Effect of aldosterone breakthrough on albuminuria during treatment with a direct renin inhibitor and combined effect with a mineralocorticoid receptor antagonist.

Atsuhisa Sato1, Seiichi Fukuda.   

Abstract

We have reported observing aldosterone breakthrough in the course of relatively long-term treatment with renin-angiotensin (RA) system inhibitors, where the plasma aldosterone concentration (PAC) increased following an initial decrease. Aldosterone breakthrough has the potential to eliminate the organ-protective effects of RA system inhibitors. We therefore conducted a study in essential hypertensive patients to determine whether aldosterone breakthrough occurred during treatment with the direct renin inhibitor (DRI) aliskiren and to ascertain its clinical significance.
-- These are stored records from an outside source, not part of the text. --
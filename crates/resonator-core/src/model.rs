//! Model capability trait and model composition
//!
//! A model maps a frequency array and a parameter set to a complex response.
//! Resonator fits use the product of a background model (the measurement
//! chain) and a foreground model (the resonator itself).

use std::fmt;

use ndarray::Array1;
use num_complex::Complex64;

use crate::error::{ResonatorError, Result};
use crate::parameters::{Parameter, Parameters};
use crate::resonator::ResonatorModel;

/// A complex-valued model of frequency with named parameters
pub trait Model: fmt::Debug + Send + Sync {
    /// Short display name
    fn name(&self) -> &str;

    /// Names of the parameters this model reads, in a fixed order
    fn param_names(&self) -> Vec<&'static str>;

    /// Evaluate the response at each frequency (Hz)
    fn eval(&self, params: &Parameters, frequency: &[f64]) -> Result<Array1<Complex64>>;

    /// Initial values and bounds for a fit of `data` measured at `frequency`
    fn guess(&self, data: &[Complex64], frequency: &[f64]) -> Result<Parameters>;

    /// Placeholder parameters: every name at value 0, unbounded and varying
    fn make_params(&self) -> Parameters {
        let mut params = Parameters::new();
        for name in self.param_names() {
            params.insert(Parameter::new(name, 0.0));
        }
        params
    }
}

/// Product of a background model and a resonator foreground model
#[derive(Debug)]
pub struct CompositeModel<F> {
    background: Box<dyn Model>,
    foreground: F,
}

impl<F: ResonatorModel> CompositeModel<F> {
    /// Compose two models; their parameter names must not overlap
    pub fn new(background: Box<dyn Model>, foreground: F) -> Result<Self> {
        let fg_names = foreground.param_names();
        if let Some(dup) = background
            .param_names()
            .into_iter()
            .find(|name| fg_names.contains(name))
        {
            return Err(ResonatorError::DuplicateParameter(dup.to_string()));
        }

        Ok(Self {
            background,
            foreground,
        })
    }

    pub fn background(&self) -> &dyn Model {
        self.background.as_ref()
    }

    pub fn foreground(&self) -> &F {
        &self.foreground
    }

    pub fn eval_background(
        &self,
        params: &Parameters,
        frequency: &[f64],
    ) -> Result<Array1<Complex64>> {
        self.background.eval(params, frequency)
    }

    pub fn eval_foreground(
        &self,
        params: &Parameters,
        frequency: &[f64],
    ) -> Result<Array1<Complex64>> {
        self.foreground.eval(params, frequency)
    }
}

impl<F: ResonatorModel> Model for CompositeModel<F> {
    fn name(&self) -> &str {
        "composite"
    }

    fn param_names(&self) -> Vec<&'static str> {
        let mut names = self.background.param_names();
        names.extend(self.foreground.param_names());
        names
    }

    fn eval(&self, params: &Parameters, frequency: &[f64]) -> Result<Array1<Complex64>> {
        Ok(self.eval_background(params, frequency)? * self.eval_foreground(params, frequency)?)
    }

    /// Seed the background from data far from resonance, then the foreground
    ///
    /// Off resonance the foreground equals its reference point, so the
    /// background is guessed from `data / reference_point` and the foreground
    /// from the data with that background divided out.
    fn guess(&self, data: &[Complex64], frequency: &[f64]) -> Result<Parameters> {
        let reference_point = self.foreground.constants().reference_point;
        let referenced: Vec<Complex64> = data.iter().map(|&d| d / reference_point).collect();
        let mut params = self.background.guess(&referenced, frequency)?;

        let background = self.background.eval(&params, frequency)?;
        let foreground_data: Vec<Complex64> = data
            .iter()
            .zip(background.iter())
            .map(|(&d, &b)| d / b)
            .collect();
        params.extend(self.foreground.guess(&foreground_data, frequency)?);

        Ok(params)
    }
}
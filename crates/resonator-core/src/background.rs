//! Background models
//!
//! The background is the response of the measurement chain with no
//! resonator present (cable loss, amplifier gain and phase, electrical
//! delay). It multiplies the resonator response.

use std::f64::consts::PI;

use ndarray::Array1;
use num_complex::Complex64;

use crate::error::Result;
use crate::math::conversions::{complex_2_magnitude, complex_2_radian, magrad_2_reim, unwrap_radian};
use crate::model::Model;
use crate::parameters::{Parameter, Parameters};

pub const MAGNITUDE: &str = "background_magnitude";
pub const PHASE: &str = "background_phase";
pub const DELAY: &str = "background_delay";

/// Unit background with no parameters
#[derive(Debug, Clone, Copy, Default)]
pub struct One;

impl Model for One {
    fn name(&self) -> &str {
        "one"
    }

    fn param_names(&self) -> Vec<&'static str> {
        Vec::new()
    }

    fn eval(&self, _params: &Parameters, frequency: &[f64]) -> Result<Array1<Complex64>> {
        Ok(Array1::from_elem(frequency.len(), Complex64::new(1.0, 0.0)))
    }

    fn guess(&self, _data: &[Complex64], _frequency: &[f64]) -> Result<Parameters> {
        Ok(Parameters::new())
    }
}

/// Real gain constant across frequency
#[derive(Debug, Clone, Copy, Default)]
pub struct Magnitude;

impl Model for Magnitude {
    fn name(&self) -> &str {
        "magnitude"
    }

    fn param_names(&self) -> Vec<&'static str> {
        vec![MAGNITUDE]
    }

    fn eval(&self, params: &Parameters, frequency: &[f64]) -> Result<Array1<Complex64>> {
        let magnitude = params.value(MAGNITUDE)?;
        Ok(Array1::from_elem(
            frequency.len(),
            Complex64::new(magnitude, 0.0),
        ))
    }

    fn guess(&self, data: &[Complex64], _frequency: &[f64]) -> Result<Parameters> {
        let mut params = Parameters::new();
        params.insert(magnitude_guess(data)?);
        Ok(params)
    }
}

/// Complex constant across frequency: `m·exp(jφ)`
///
/// This is the default background of the resonator fitters.
#[derive(Debug, Clone, Copy, Default)]
pub struct MagnitudePhase;

impl Model for MagnitudePhase {
    fn name(&self) -> &str {
        "magnitude_phase"
    }

    fn param_names(&self) -> Vec<&'static str> {
        vec![MAGNITUDE, PHASE]
    }

    fn eval(&self, params: &Parameters, frequency: &[f64]) -> Result<Array1<Complex64>> {
        let value = magrad_2_reim(params.value(MAGNITUDE)?, params.value(PHASE)?);
        Ok(Array1::from_elem(frequency.len(), value))
    }

    fn guess(&self, data: &[Complex64], _frequency: &[f64]) -> Result<Parameters> {
        let mut params = Parameters::new();
        params.insert(magnitude_guess(data)?);
        params.insert(Parameter::new(PHASE, complex_2_radian(mean(data))));
        Ok(params)
    }
}

/// Complex constant with electrical delay: `m·exp(j(φ - 2πfτ))`
#[derive(Debug, Clone, Copy, Default)]
pub struct MagnitudePhaseDelay;

impl Model for MagnitudePhaseDelay {
    fn name(&self) -> &str {
        "magnitude_phase_delay"
    }

    fn param_names(&self) -> Vec<&'static str> {
        vec![MAGNITUDE, PHASE, DELAY]
    }

    fn eval(&self, params: &Parameters, frequency: &[f64]) -> Result<Array1<Complex64>> {
        let magnitude = params.value(MAGNITUDE)?;
        let phase = params.value(PHASE)?;
        let delay = params.value(DELAY)?;

        Ok(frequency
            .iter()
            .map(|&f| magrad_2_reim(magnitude, phase - 2.0 * PI * f * delay))
            .collect())
    }

    /// Delay from the slope of the unwrapped phase, phase from its intercept
    fn guess(&self, data: &[Complex64], frequency: &[f64]) -> Result<Parameters> {
        let phase: Vec<f64> = data.iter().map(|&d| complex_2_radian(d)).collect();
        let phase = unwrap_radian(&phase);
        let omega: Vec<f64> = frequency.iter().map(|&f| 2.0 * PI * f).collect();

        let (slope, intercept) = match linear_regression(&omega, &phase) {
            Some(line) => line,
            None => (0.0, complex_2_radian(mean(data))),
        };

        let mut params = Parameters::new();
        params.insert(magnitude_guess(data)?);
        params.insert(Parameter::new(PHASE, intercept));
        params.insert(Parameter::new(DELAY, -slope));
        Ok(params)
    }
}

fn mean(data: &[Complex64]) -> Complex64 {
    if data.is_empty() {
        return Complex64::new(0.0, 0.0);
    }
    data.iter().sum::<Complex64>() / data.len() as f64
}

fn magnitude_guess(data: &[Complex64]) -> Result<Parameter> {
    let magnitude = if data.is_empty() {
        1.0
    } else {
        data.iter().map(|&d| complex_2_magnitude(d)).sum::<f64>() / data.len() as f64
    };
    Parameter::new(MAGNITUDE, magnitude).with_min(0.0)
}

/// Least squares line `y = slope·x + intercept`; None for fewer than two distinct x
fn linear_regression(x: &[f64], y: &[f64]) -> Option<(f64, f64)> {
    let n = x.len().min(y.len());
    if n < 2 {
        return None;
    }

    let x_mean = x[..n].iter().sum::<f64>() / n as f64;
    let y_mean = y[..n].iter().sum::<f64>() / n as f64;
    let sxx: f64 = x[..n].iter().map(|&xi| (xi - x_mean).powi(2)).sum();
    if sxx == 0.0 {
        return None;
    }
    let sxy: f64 = x[..n]
        .iter()
        .zip(y[..n].iter())
        .map(|(&xi, &yi)| (xi - x_mean) * (yi - y_mean))
        .sum();

    let slope = sxy / sxx;
    Some((slope, y_mean - slope * x_mean))
}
The study included 40 essential hypertensive patients (18 men and 22 women) who had been treated for 12 months with aliskiren. Aliskiren significantly decreased blood pressure and plasma renin activity (PRA). The PAC was also decreased significantly at 3 and 6 months; however, the significant difference disappeared after 12 months. Aldosterone breakthrough was observed in 22 of the subjects (55%). Urinary albumin excretion differed depending on whether breakthrough occurred. For the subjects in whom aldosterone breakthrough was observed, eplerenone was added. A significant decrease in urinary albumin excretion was observed after 1 month, independent of changes in blood pressure. In conclusion, this study demonstrated that aldosterone breakthrough occurs in some patients undergoing DRI therapy. Aldosterone breakthrough affects the drug's ability to improve urinary albumin excretion, and combining a mineralocorticoid receptor antagonist with the DRI may be useful for decreasing urinary albumin excretion. When the objective is organ protection in hypertensive patients, a two-pronged approach using combination therapy to inhibit both the RA system and aldosterone may be highly effective.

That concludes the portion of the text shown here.